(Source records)
□ □ □ □
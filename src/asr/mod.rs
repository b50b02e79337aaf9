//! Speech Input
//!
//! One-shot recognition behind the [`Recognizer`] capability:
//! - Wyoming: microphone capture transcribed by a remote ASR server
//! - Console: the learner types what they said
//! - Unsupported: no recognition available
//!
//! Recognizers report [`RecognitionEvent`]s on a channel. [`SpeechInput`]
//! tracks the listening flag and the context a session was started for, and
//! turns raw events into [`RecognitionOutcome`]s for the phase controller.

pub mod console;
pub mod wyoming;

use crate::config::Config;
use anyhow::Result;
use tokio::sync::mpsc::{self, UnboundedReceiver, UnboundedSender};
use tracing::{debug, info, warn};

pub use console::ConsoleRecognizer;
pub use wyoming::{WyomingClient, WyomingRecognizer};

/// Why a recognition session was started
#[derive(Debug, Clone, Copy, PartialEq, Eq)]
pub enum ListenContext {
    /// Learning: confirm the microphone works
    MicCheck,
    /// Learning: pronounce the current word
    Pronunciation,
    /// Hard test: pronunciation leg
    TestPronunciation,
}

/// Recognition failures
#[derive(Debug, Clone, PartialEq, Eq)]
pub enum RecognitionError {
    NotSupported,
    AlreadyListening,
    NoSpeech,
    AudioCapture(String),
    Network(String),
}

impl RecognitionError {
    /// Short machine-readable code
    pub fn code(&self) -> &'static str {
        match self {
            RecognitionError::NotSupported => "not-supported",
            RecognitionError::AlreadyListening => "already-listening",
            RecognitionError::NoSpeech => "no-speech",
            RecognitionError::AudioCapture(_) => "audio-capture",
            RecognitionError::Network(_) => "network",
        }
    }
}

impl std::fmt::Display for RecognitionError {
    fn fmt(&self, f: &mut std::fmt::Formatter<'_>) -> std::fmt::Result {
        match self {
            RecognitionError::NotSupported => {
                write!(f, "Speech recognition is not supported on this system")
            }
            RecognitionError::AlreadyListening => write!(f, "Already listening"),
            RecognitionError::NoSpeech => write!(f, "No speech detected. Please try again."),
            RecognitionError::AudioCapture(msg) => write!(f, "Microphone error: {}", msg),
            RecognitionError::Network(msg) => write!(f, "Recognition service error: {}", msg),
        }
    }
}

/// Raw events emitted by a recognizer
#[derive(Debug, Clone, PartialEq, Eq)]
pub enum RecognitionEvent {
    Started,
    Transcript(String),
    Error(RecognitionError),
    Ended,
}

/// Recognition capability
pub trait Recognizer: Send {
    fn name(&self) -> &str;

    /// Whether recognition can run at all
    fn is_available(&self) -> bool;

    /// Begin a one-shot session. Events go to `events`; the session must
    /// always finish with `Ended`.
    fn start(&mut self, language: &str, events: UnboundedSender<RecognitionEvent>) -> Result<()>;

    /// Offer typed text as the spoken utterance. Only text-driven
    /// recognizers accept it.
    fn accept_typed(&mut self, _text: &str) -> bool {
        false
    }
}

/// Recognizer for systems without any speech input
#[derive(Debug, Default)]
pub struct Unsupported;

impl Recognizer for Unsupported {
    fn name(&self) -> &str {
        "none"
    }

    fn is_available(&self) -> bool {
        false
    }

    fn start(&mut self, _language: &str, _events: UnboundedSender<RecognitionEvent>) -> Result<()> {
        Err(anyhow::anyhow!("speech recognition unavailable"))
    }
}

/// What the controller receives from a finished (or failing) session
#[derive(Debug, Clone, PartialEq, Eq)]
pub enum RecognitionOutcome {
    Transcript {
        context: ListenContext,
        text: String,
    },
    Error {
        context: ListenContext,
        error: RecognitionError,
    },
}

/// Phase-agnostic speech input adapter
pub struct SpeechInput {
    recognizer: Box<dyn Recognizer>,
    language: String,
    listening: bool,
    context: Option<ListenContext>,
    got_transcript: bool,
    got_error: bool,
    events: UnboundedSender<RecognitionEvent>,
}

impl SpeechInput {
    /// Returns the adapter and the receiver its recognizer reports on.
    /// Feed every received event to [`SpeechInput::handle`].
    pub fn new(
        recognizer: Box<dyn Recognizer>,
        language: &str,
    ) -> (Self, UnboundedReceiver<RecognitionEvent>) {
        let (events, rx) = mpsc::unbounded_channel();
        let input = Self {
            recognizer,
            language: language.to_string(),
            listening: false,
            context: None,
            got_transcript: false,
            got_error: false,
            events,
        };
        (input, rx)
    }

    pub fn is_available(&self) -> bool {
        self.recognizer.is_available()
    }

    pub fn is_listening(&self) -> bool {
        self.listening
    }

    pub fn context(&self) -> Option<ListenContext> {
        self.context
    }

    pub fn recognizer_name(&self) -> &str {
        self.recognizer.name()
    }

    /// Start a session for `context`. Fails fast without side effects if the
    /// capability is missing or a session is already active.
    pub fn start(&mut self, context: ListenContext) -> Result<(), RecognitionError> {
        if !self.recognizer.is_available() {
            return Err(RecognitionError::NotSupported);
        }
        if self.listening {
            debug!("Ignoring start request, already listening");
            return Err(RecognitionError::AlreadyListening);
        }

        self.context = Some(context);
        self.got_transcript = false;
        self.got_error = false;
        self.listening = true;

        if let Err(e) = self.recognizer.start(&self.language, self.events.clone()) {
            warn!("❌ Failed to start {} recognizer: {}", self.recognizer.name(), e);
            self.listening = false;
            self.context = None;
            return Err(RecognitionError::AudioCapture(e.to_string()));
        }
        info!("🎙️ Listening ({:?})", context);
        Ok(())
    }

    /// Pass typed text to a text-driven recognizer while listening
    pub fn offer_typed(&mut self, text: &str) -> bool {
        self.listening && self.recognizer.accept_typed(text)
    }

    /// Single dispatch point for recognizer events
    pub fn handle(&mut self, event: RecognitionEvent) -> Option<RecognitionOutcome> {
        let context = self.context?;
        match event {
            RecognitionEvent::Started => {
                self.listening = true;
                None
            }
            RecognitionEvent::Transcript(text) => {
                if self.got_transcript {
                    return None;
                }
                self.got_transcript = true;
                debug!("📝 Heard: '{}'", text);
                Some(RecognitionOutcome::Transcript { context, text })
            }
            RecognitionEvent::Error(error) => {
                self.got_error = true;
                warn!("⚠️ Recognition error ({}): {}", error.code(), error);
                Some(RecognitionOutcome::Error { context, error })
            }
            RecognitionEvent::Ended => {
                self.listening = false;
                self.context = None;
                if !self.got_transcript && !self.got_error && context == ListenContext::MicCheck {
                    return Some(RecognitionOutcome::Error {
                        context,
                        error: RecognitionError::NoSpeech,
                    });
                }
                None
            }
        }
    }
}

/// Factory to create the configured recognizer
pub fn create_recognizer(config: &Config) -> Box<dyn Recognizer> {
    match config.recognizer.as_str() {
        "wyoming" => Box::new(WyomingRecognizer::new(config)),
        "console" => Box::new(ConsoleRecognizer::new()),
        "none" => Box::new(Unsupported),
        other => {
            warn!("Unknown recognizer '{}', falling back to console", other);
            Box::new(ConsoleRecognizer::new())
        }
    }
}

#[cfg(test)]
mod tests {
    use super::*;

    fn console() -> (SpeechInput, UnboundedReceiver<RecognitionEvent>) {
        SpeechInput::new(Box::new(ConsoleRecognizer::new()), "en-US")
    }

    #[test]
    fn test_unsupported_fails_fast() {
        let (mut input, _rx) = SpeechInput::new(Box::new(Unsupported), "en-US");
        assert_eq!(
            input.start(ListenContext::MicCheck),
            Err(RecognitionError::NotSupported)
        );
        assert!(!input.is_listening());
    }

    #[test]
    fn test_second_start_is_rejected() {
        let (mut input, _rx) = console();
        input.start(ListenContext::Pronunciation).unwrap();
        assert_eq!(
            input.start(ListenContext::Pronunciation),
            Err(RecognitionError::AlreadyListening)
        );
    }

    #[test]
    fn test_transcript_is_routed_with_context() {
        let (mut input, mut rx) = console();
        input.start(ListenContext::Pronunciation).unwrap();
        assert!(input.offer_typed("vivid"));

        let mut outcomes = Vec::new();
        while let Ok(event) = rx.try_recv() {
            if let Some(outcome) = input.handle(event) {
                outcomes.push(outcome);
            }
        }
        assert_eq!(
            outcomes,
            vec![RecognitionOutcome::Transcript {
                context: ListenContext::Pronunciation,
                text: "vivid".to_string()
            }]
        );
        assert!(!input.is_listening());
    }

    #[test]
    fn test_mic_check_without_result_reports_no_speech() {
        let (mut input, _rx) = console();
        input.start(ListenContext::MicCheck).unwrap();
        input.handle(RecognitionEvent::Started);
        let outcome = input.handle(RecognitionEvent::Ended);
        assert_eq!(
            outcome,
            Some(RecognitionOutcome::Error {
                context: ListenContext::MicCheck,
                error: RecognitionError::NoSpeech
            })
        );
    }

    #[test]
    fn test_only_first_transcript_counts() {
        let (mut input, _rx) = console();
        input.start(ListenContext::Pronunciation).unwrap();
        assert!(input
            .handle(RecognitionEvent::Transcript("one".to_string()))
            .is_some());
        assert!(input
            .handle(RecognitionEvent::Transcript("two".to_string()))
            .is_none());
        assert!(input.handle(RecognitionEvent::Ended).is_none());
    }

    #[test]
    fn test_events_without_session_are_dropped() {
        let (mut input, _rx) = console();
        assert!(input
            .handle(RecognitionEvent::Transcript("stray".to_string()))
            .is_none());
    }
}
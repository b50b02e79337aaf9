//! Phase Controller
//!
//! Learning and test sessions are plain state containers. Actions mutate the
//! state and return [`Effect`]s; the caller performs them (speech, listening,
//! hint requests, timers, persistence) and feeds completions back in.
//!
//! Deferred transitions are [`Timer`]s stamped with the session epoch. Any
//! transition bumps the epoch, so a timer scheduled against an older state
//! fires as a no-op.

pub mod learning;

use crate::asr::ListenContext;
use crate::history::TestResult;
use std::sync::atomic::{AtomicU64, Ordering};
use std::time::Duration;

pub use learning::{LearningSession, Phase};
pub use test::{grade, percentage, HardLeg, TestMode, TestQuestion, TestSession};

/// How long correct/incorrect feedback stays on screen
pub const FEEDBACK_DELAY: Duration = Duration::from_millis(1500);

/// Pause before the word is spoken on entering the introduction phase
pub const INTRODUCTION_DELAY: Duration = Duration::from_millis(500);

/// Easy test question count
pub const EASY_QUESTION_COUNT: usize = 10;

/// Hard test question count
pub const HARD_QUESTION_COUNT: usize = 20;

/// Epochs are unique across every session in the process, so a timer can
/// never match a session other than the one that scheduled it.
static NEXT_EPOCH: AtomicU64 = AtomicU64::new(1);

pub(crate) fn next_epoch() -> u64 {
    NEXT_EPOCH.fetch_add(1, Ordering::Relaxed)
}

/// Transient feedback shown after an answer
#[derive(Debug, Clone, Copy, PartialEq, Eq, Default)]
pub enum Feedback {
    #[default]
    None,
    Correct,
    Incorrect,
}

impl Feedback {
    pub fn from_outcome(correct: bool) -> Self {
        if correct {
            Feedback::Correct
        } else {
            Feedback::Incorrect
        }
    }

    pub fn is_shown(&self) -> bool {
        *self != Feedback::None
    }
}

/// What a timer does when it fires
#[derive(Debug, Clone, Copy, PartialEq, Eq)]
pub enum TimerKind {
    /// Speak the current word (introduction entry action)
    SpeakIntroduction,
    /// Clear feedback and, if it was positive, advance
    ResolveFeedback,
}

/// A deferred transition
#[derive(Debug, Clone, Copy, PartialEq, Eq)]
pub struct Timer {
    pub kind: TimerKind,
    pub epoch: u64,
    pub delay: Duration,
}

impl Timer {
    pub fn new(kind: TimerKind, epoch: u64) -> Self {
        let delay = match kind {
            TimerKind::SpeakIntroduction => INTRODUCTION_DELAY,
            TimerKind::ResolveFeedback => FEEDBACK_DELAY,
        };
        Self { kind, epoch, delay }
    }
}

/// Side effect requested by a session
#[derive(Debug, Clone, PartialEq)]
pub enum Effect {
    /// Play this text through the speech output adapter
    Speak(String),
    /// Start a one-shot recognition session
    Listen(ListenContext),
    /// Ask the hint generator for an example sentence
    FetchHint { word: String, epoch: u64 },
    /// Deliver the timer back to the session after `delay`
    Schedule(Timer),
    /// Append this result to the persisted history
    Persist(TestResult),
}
□ □ □ □
* **Goal of the exercise**
Retype the entries exactly from the first line, stopping after the line with "on a channel.".

* **The answer**
filename src/asr/mod.rs
repository b50b02e79337aaf9
//! Speech Input
//!
//! One-shot recognition behind the [`Recognizer`] capability:
//! - Wyoming: microphone capture transcribed by a remote ASR server
//! - Console: the learner types what they said
//! - Unsupported: no recognition available
//!
//! Recognizers report [`RecognitionEvent`]s on a channel. [`SpeechInput`]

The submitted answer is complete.